• **EXERCISE DIRECTIONS**
Taking the lines below one at a time, count those with the string "values" and give the result alone.

________

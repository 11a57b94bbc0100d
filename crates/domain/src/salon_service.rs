use crate::shared::entity::{Entity, ID};

/// A service offered by a `Salon`, e.g. a haircut or a coloring
#[derive(Debug, Clone, PartialEq)]
pub struct SalonService {
    pub id: ID,
    pub salon_id: ID,
    pub name: String,
    pub duration_minutes: i32,
}

impl SalonService {
    pub fn new(salon_id: ID, name: &str, duration_minutes: i32) -> Self {
        Self {
            id: Default::default(),
            salon_id,
            name: name.into(),
            duration_minutes,
        }
    }
}

impl Entity for SalonService {
    fn id(&self) -> &ID {
        &self.id
    }
}
//! # Data Source Error Types
//!
//! Error types for catalog loading.
//!
//! ## Error Flow
//! ```text
//! ┌─────────────────────────────────────────────────────────────────────────┐
//! │                    Error Propagation                                    │
//! │                                                                         │
//! │  io::Error / sqlx::Error / csv::Error                                  │
//! │       │                                                                 │
//! │       ▼                                                                 │
//! │  DataError (this module) ← Unreachable vs. QueryFailed vs. Malformed   │
//! │       │                                                                 │
//! │       ▼                                                                 │
//! │  CLI maps ANY DataError to a BAD_REQUEST receipt, after logging        │
//! │  the variant so operators can tell the cases apart                     │
//! │                                                                         │
//! └─────────────────────────────────────────────────────────────────────────┘
//! ```

use thiserror::Error;

/// Catalog source errors.
///
/// The three variants matter to diagnostics only; at the evaluation
/// boundary they all become BAD_REQUEST.
#[derive(Debug, Error)]
pub enum DataError {
    /// The source cannot be reached at all: missing file, refused
    /// connection, exhausted pool, missing required table.
    #[error("catalog source unreachable: {0}")]
    Unreachable(String),

    /// The source was reachable but the read itself failed.
    #[error("catalog query failed: {0}")]
    QueryFailed(String),

    /// The source answered with a record the domain model rejects.
    #[error("malformed catalog record: {0}")]
    Malformed(String),
}

impl DataError {
    /// Creates a Malformed error for a named field and offending value.
    pub fn malformed_field(field: &str, value: &str) -> Self {
        DataError::Malformed(format!("{} has invalid value '{}'", field, value))
    }
}

/// Convert sqlx errors to DataError.
///
/// ## Error Mapping
/// ```text
/// sqlx::Error::Io / Tls            → DataError::Unreachable
/// sqlx::Error::PoolTimedOut/Closed → DataError::Unreachable
/// sqlx::Error::Configuration       → DataError::Unreachable
/// Other                            → DataError::QueryFailed
/// ```
impl From<sqlx::Error> for DataError {
    fn from(err: sqlx::Error) -> Self {
        match err {
            sqlx::Error::Io(_)
            | sqlx::Error::Tls(_)
            | sqlx::Error::PoolTimedOut
            | sqlx::Error::PoolClosed
            | sqlx::Error::Configuration(_) => DataError::Unreachable(err.to_string()),
            _ => DataError::QueryFailed(err.to_string()),
        }
    }
}

impl From<csv::Error> for DataError {
    fn from(err: csv::Error) -> Self {
        DataError::Malformed(err.to_string())
    }
}

/// Result type for catalog source operations.
pub type DataResult<T> = Result<T, DataError>;

// =============================================================================
// Unit Tests
// =============================================================================

#[cfg(test)]
mod tests {
    use super::*;

    #[test]
    fn test_malformed_field_message() {
        let err = DataError::malformed_field("price", "abc");
        assert_eq!(
            err.to_string(),
            "malformed catalog record: price has invalid value 'abc'"
        );
    }

    #[test]
    fn test_pool_errors_map_to_unreachable() {
        let err: DataError = sqlx::Error::PoolTimedOut.into();
        assert!(matches!(err, DataError::Unreachable(_)));

        let err: DataError = sqlx::Error::PoolClosed.into();
        assert!(matches!(err, DataError::Unreachable(_)));
    }

    #[test]
    fn test_row_errors_map_to_query_failed() {
        let err: DataError = sqlx::Error::RowNotFound.into();
        assert!(matches!(err, DataError::QueryFailed(_)));
    }
}
//! # check-core: Pure Business Logic for the Check Engine
//!
//! This crate is the **heart** of the check system. It contains all pricing
//! and discount logic as pure functions with zero I/O dependencies.
//!
//! ## Architecture Position
//! ```text
//! ┌─────────────────────────────────────────────────────────────────────────┐
//! │                        Check Architecture                               │
//! │                                                                         │
//! │  ┌─────────────────────────────────────────────────────────────────┐   │
//! │  │                     apps/cli (check binary)                     │   │
//! │  │    argument parsing ──► snapshot loading ──► receipt output    │   │
//! │  └─────────────────────────────┬───────────────────────────────────┘   │
//! │                                │                                        │
//! │  ┌─────────────────────────────▼───────────────────────────────────┐   │
//! │  │               ★ check-core (THIS CRATE) ★                       │   │
//! │  │                                                                 │   │
//! │  │   ┌───────────┐  ┌───────────┐  ┌───────────┐  ┌───────────┐  │   │
//! │  │   │   types   │  │   money   │  │  discount │  │  pricing  │  │   │
//! │  │   │  Product  │  │   Money   │  │  selector │  │ line math │  │   │
//! │  │   │ CheckInfo │  │   Rate    │  │           │  │           │  │   │
//! │  │   └───────────┘  └───────────┘  └───────────┘  └───────────┘  │   │
//! │  │   ┌───────────┐  ┌───────────┐                                 │   │
//! │  │   │  catalog  │  │   check   │                                 │   │
//! │  │   │  resolver │  │ evaluator │                                 │   │
//! │  │   └───────────┘  └───────────┘                                 │   │
//! │  │                                                                 │   │
//! │  │   NO I/O • NO DATABASE • NO CONSOLE • PURE FUNCTIONS           │   │
//! │  └─────────────────────────────────────────────────────────────────┘   │
//! │                                │                                        │
//! │  ┌─────────────────────────────▼───────────────────────────────────┐   │
//! │  │                  check-data (Catalog Sources)                   │   │
//! │  │              CSV files, PostgreSQL, availability probe          │   │
//! │  └─────────────────────────────────────────────────────────────────┘   │
//! └─────────────────────────────────────────────────────────────────────────┘
//! ```
//!
//! ## Modules
//!
//! - [`types`] - Domain types (Product, DiscountCard, CheckRequest, CheckInfo)
//! - [`money`] - Money type with integer arithmetic (no floating point!)
//! - [`error`] - Receipt error codes and domain error types
//! - [`validation`] - Input validation helpers
//! - [`catalog`] - Resolves requested id/quantity pairs against the catalog
//! - [`discount`] - Selects the transaction-wide discount context
//! - [`pricing`] - Prices a single line, including the wholesale rule
//! - [`check`] - The transaction evaluator producing the final receipt
//!
//! ## Design Principles
//!
//! 1. **Pure Functions**: Every function is deterministic - same input = same output
//! 2. **No I/O**: Database, file system, console access is FORBIDDEN here
//! 3. **Integer Money**: All monetary values are in cents (i64) to avoid float errors
//! 4. **Errors As Data**: The receipt carries its error code; evaluation never throws
//!
//! ## Example Usage
//!
//! ```rust
//! use std::collections::BTreeMap;
//! use check_core::{check, CatalogSnapshot, CheckRequest, CheckError, Money, Product};
//!
//! let snapshot = CatalogSnapshot {
//!     products: vec![Product {
//!         id: 1,
//!         description: "Milk".to_string(),
//!         price_cents: 107,
//!         quantity_in_stock: 10,
//!         wholesale: true,
//!     }],
//!     discount_cards: vec![],
//! };
//!
//! let mut lines = BTreeMap::new();
//! lines.insert(1, 3);
//! let request = CheckRequest::new(lines, 0, Money::from_cents(10_00), false);
//!
//! let receipt = check::evaluate(&request, &snapshot);
//! assert_eq!(receipt.error, CheckError::None);
//! assert_eq!(receipt.total_price_cents, 321); // 3 × $1.07
//! ```

// =============================================================================
// Module Declarations
// =============================================================================

pub mod catalog;
pub mod check;
pub mod discount;
pub mod error;
pub mod money;
pub mod pricing;
pub mod types;
pub mod validation;

// =============================================================================
// Re-exports for Convenience
// =============================================================================
// These allow users to do `use check_core::Money` instead of
// `use check_core::money::Money`

pub use error::{CheckError, CoreError, ValidationError};
pub use money::{Money, Rate};
pub use types::*;

// =============================================================================
// Crate-Level Constants
// =============================================================================

/// Highest product id a request may reference.
///
/// Requested ids are 1-based positions into the catalog; anything outside
/// [1, MAX_PRODUCT_ID] invalidates the entire request.
pub const MAX_PRODUCT_ID: u32 = 20;

/// Lowest well-formed discount card number.
pub const MIN_CARD_NUMBER: u32 = 1000;

/// Highest well-formed discount card number.
pub const MAX_CARD_NUMBER: u32 = 9999;

/// Quantity at which a wholesale-flagged product switches to the
/// fixed wholesale discount rate.
pub const WHOLESALE_THRESHOLD: u32 = 5;

/// Wholesale discount percentage applied at or above [`WHOLESALE_THRESHOLD`].
pub const WHOLESALE_DISCOUNT_PCT: u8 = 10;

/// Discount percentage synthesized for a well-formed but unregistered
/// card number.
pub const FALLBACK_DISCOUNT_PCT: u8 = 2;
//! # Money Module
//!
//! Provides the `Money` and `Rate` types for handling monetary values safely.
//!
//! ## Why Integer Money?
//! ```text
//! ┌─────────────────────────────────────────────────────────────────────────┐
//! │  THE FLOATING POINT PROBLEM                                             │
//! │                                                                         │
//! │  In floating point:                                                     │
//! │    0.1 + 0.2 = 0.30000000000000004  ❌ WRONG!                           │
//! │                                                                         │
//! │  A receipt recomputed from the same inputs must be bit-for-bit          │
//! │  identical. Accumulating f64 line totals breaks that.                   │
//! │                                                                         │
//! │  OUR SOLUTION: Integer Cents                                            │
//! │    $1.07 = 107 cents, 3 × 107 = 321 cents, exactly                     │
//! │    Percentages round half-up to the cent at the point of computation   │
//! │                                                                         │
//! └─────────────────────────────────────────────────────────────────────────┘
//! ```
//!
//! ## Usage
//! ```rust
//! use check_core::money::{Money, Rate};
//!
//! // Create from cents (preferred)
//! let price = Money::from_cents(107); // $1.07
//!
//! // Line total for quantity 3
//! let total = price.multiply_quantity(3); // $3.21
//!
//! // 10% of the line total, rounded half-up to the cent
//! let discount = total.calculate_discount(Rate::from_percent(10)); // $0.32
//! assert_eq!(discount.cents(), 32);
//! ```

use std::fmt;
use std::ops::{Add, AddAssign, Mul, Sub, SubAssign};
use std::str::FromStr;

use serde::{Deserialize, Serialize};

// =============================================================================
// Rate
// =============================================================================

/// A discount rate represented in basis points (bps).
///
/// 1 basis point = 0.01% = 1/10000. Card rates are whole percents
/// (3% = 300 bps); the wholesale rate is 10% = 1000 bps.
#[derive(Debug, Clone, Copy, PartialEq, Eq, Serialize, Deserialize)]
pub struct Rate(u32);

impl Rate {
    /// Creates a rate from basis points.
    #[inline]
    pub const fn from_bps(bps: u32) -> Self {
        Rate(bps)
    }

    /// Creates a rate from a whole percentage (3 = 3%).
    #[inline]
    pub const fn from_percent(pct: u8) -> Self {
        Rate(pct as u32 * 100)
    }

    /// Returns the rate in basis points.
    #[inline]
    pub const fn bps(&self) -> u32 {
        self.0
    }

    /// Returns the rate as a whole percentage, truncating sub-percent bps.
    #[inline]
    pub const fn percent(&self) -> u32 {
        self.0 / 100
    }

    /// Zero rate.
    #[inline]
    pub const fn zero() -> Self {
        Rate(0)
    }

    /// Checks if the rate is zero.
    #[inline]
    pub const fn is_zero(&self) -> bool {
        self.0 == 0
    }
}

impl Default for Rate {
    fn default() -> Self {
        Rate::zero()
    }
}

// =============================================================================
// Money Type
// =============================================================================

/// Represents a monetary value in the smallest currency unit (cents).
///
/// Every monetary figure on a receipt flows through this type: unit prices,
/// line totals, per-line discounts, the aggregate totals, and the customer
/// balance. i64 is signed so intermediate `total - discount` math never
/// needs special casing.
#[derive(
    Debug, Clone, Copy, PartialEq, Eq, PartialOrd, Ord, Hash, Serialize, Deserialize, Default,
)]
pub struct Money(i64);

impl Money {
    /// Creates a Money value from cents (the smallest currency unit).
    ///
    /// ## Example
    /// ```rust
    /// use check_core::money::Money;
    ///
    /// let price = Money::from_cents(107); // Represents $1.07
    /// assert_eq!(price.cents(), 107);
    /// ```
    #[inline]
    pub const fn from_cents(cents: i64) -> Self {
        Money(cents)
    }

    /// Creates a Money value from major and minor units.
    ///
    /// For negative amounts, only the major unit should be negative:
    /// `from_major_minor(-5, 50)` = -$5.50, not -$4.50.
    #[inline]
    pub const fn from_major_minor(major: i64, minor: i64) -> Self {
        if major < 0 {
            Money(major * 100 - minor)
        } else {
            Money(major * 100 + minor)
        }
    }

    /// Returns the value in cents (smallest currency unit).
    #[inline]
    pub const fn cents(&self) -> i64 {
        self.0
    }

    /// Returns the major unit portion.
    #[inline]
    pub const fn dollars(&self) -> i64 {
        self.0 / 100
    }

    /// Returns the minor unit portion (always 0-99).
    #[inline]
    pub const fn cents_part(&self) -> i64 {
        (self.0 % 100).abs()
    }

    /// Returns zero money value.
    #[inline]
    pub const fn zero() -> Self {
        Money(0)
    }

    /// Checks if the value is zero.
    #[inline]
    pub const fn is_zero(&self) -> bool {
        self.0 == 0
    }

    /// Checks if the value is negative (less than zero).
    #[inline]
    pub const fn is_negative(&self) -> bool {
        self.0 < 0
    }

    /// Multiplies money by a quantity.
    ///
    /// ## Example
    /// ```rust
    /// use check_core::money::Money;
    ///
    /// let unit_price = Money::from_cents(107); // $1.07
    /// let line_total = unit_price.multiply_quantity(3);
    /// assert_eq!(line_total.cents(), 321); // $3.21
    /// ```
    #[inline]
    pub const fn multiply_quantity(&self, qty: u32) -> Self {
        Money(self.0 * qty as i64)
    }

    /// Calculates a discount amount, rounded half-up to the cent.
    ///
    /// ## Implementation
    /// Integer math: `(amount * bps + 5000) / 10000`. The +5000 term is the
    /// half-up rounding (5000/10000 = 0.5), applied at the point of
    /// computation so no unrounded value ever leaves this function.
    ///
    /// ## Example
    /// ```rust
    /// use check_core::money::{Money, Rate};
    ///
    /// let line_total = Money::from_cents(5000); // $50.00
    /// let discount = line_total.calculate_discount(Rate::from_percent(10));
    /// assert_eq!(discount.cents(), 500); // $5.00
    /// ```
    pub fn calculate_discount(&self, rate: Rate) -> Money {
        // i128 intermediate so large totals cannot overflow
        let cents = (self.0 as i128 * rate.bps() as i128 + 5000) / 10000;
        Money::from_cents(cents as i64)
    }
}

// =============================================================================
// Parsing
// =============================================================================

/// Error parsing a decimal money string.
#[derive(Debug, Clone, PartialEq, Eq, thiserror::Error)]
#[error("invalid money value: {0}")]
pub struct ParseMoneyError(pub String);

/// Parses decimal text such as `"1.07"`, `"100"`, or `"0.5"` into exact cents.
///
/// At most two fractional digits are accepted; a single digit means tenths
/// (`"0.5"` = 50 cents). This keeps catalog and balance parsing exact with
/// no floating point round-trip.
impl FromStr for Money {
    type Err = ParseMoneyError;

    fn from_str(s: &str) -> Result<Self, Self::Err> {
        let s = s.trim();
        if s.is_empty() {
            return Err(ParseMoneyError(s.to_string()));
        }

        let (sign, digits) = match s.strip_prefix('-') {
            Some(rest) => (-1i64, rest),
            None => (1i64, s),
        };

        let (major, minor) = match digits.split_once('.') {
            Some((major, minor)) => (major, minor),
            None => (digits, ""),
        };

        if major.is_empty() && minor.is_empty() {
            return Err(ParseMoneyError(s.to_string()));
        }
        if minor.len() > 2 {
            return Err(ParseMoneyError(s.to_string()));
        }
        if !major.chars().all(|c| c.is_ascii_digit())
            || !minor.chars().all(|c| c.is_ascii_digit())
        {
            return Err(ParseMoneyError(s.to_string()));
        }

        let major: i64 = if major.is_empty() {
            0
        } else {
            major.parse().map_err(|_| ParseMoneyError(s.to_string()))?
        };
        let minor: i64 = match minor.len() {
            0 => 0,
            1 => minor.parse::<i64>().map_err(|_| ParseMoneyError(s.to_string()))? * 10,
            _ => minor.parse().map_err(|_| ParseMoneyError(s.to_string()))?,
        };

        Ok(Money::from_cents(sign * (major * 100 + minor)))
    }
}

// =============================================================================
// Trait Implementations
// =============================================================================

/// Display implementation shows money in a human-readable format.
///
/// This is for debugging and logs. The receipt writer renders its own
/// `N.NN$` cells.
impl fmt::Display for Money {
    fn fmt(&self, f: &mut fmt::Formatter<'_>) -> fmt::Result {
        let sign = if self.0 < 0 { "-" } else { "" };
        write!(
            f,
            "{}${}.{:02}",
            sign,
            self.dollars().abs(),
            self.cents_part()
        )
    }
}

/// Addition of two Money values.
impl Add for Money {
    type Output = Self;

    #[inline]
    fn add(self, other: Self) -> Self {
        Money(self.0 + other.0)
    }
}

/// Addition assignment (+=).
impl AddAssign for Money {
    #[inline]
    fn add_assign(&mut self, other: Self) {
        self.0 += other.0;
    }
}

/// Subtraction of two Money values.
impl Sub for Money {
    type Output = Self;

    #[inline]
    fn sub(self, other: Self) -> Self {
        Money(self.0 - other.0)
    }
}

/// Subtraction assignment (-=).
impl SubAssign for Money {
    #[inline]
    fn sub_assign(&mut self, other: Self) {
        self.0 -= other.0;
    }
}

/// Multiplication by integer (for quantity calculations).
impl Mul<i64> for Money {
    type Output = Self;

    #[inline]
    fn mul(self, qty: i64) -> Self {
        Money(self.0 * qty)
    }
}

// =============================================================================
// Unit Tests
// =============================================================================

#[cfg(test)]
mod tests {
    use super::*;

    #[test]
    fn test_from_cents() {
        let money = Money::from_cents(1099);
        assert_eq!(money.cents(), 1099);
        assert_eq!(money.dollars(), 10);
        assert_eq!(money.cents_part(), 99);
    }

    #[test]
    fn test_from_major_minor() {
        let money = Money::from_major_minor(10, 99);
        assert_eq!(money.cents(), 1099);

        let negative = Money::from_major_minor(-5, 50);
        assert_eq!(negative.cents(), -550);
    }

    #[test]
    fn test_display() {
        assert_eq!(format!("{}", Money::from_cents(1099)), "$10.99");
        assert_eq!(format!("{}", Money::from_cents(500)), "$5.00");
        assert_eq!(format!("{}", Money::from_cents(-550)), "-$5.50");
        assert_eq!(format!("{}", Money::from_cents(0)), "$0.00");
    }

    #[test]
    fn test_arithmetic() {
        let a = Money::from_cents(1000);
        let b = Money::from_cents(500);

        assert_eq!((a + b).cents(), 1500);
        assert_eq!((a - b).cents(), 500);
        let result: Money = a * 3;
        assert_eq!(result.cents(), 3000);
    }

    #[test]
    fn test_parse_decimal() {
        assert_eq!("1.07".parse::<Money>().unwrap().cents(), 107);
        assert_eq!("100".parse::<Money>().unwrap().cents(), 10000);
        assert_eq!("0.5".parse::<Money>().unwrap().cents(), 50);
        assert_eq!("0.50".parse::<Money>().unwrap().cents(), 50);
        assert_eq!(".99".parse::<Money>().unwrap().cents(), 99);
        assert_eq!("-5.50".parse::<Money>().unwrap().cents(), -550);
    }

    #[test]
    fn test_parse_rejects_garbage() {
        assert!("".parse::<Money>().is_err());
        assert!("abc".parse::<Money>().is_err());
        assert!("1.075".parse::<Money>().is_err());
        assert!("1,07".parse::<Money>().is_err());
        assert!("-".parse::<Money>().is_err());
        assert!(".".parse::<Money>().is_err());
    }

    #[test]
    fn test_discount_basic() {
        // $50.00 at 10% = $5.00
        let amount = Money::from_cents(5000);
        let discount = amount.calculate_discount(Rate::from_percent(10));
        assert_eq!(discount.cents(), 500);
    }

    #[test]
    fn test_discount_rounds_half_up() {
        // $1.07 × 3 = $3.21; 3% of $3.21 = $0.0963 → $0.10
        let amount = Money::from_cents(321);
        let discount = amount.calculate_discount(Rate::from_percent(3));
        assert_eq!(discount.cents(), 10);

        // Exactly half a cent rounds up: 2% of $0.25 = $0.005 → $0.01
        let amount = Money::from_cents(25);
        let discount = amount.calculate_discount(Rate::from_percent(2));
        assert_eq!(discount.cents(), 1);
    }

    #[test]
    fn test_discount_zero_rate() {
        let amount = Money::from_cents(12345);
        assert_eq!(amount.calculate_discount(Rate::zero()).cents(), 0);
    }

    #[test]
    fn test_multiply_quantity() {
        let unit_price = Money::from_cents(107);
        let line_total = unit_price.multiply_quantity(3);
        assert_eq!(line_total.cents(), 321);
    }

    #[test]
    fn test_rate_conversions() {
        let rate = Rate::from_percent(3);
        assert_eq!(rate.bps(), 300);
        assert_eq!(rate.percent(), 3);
        assert!(Rate::zero().is_zero());
    }
}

________

• **TASK RESULT**
4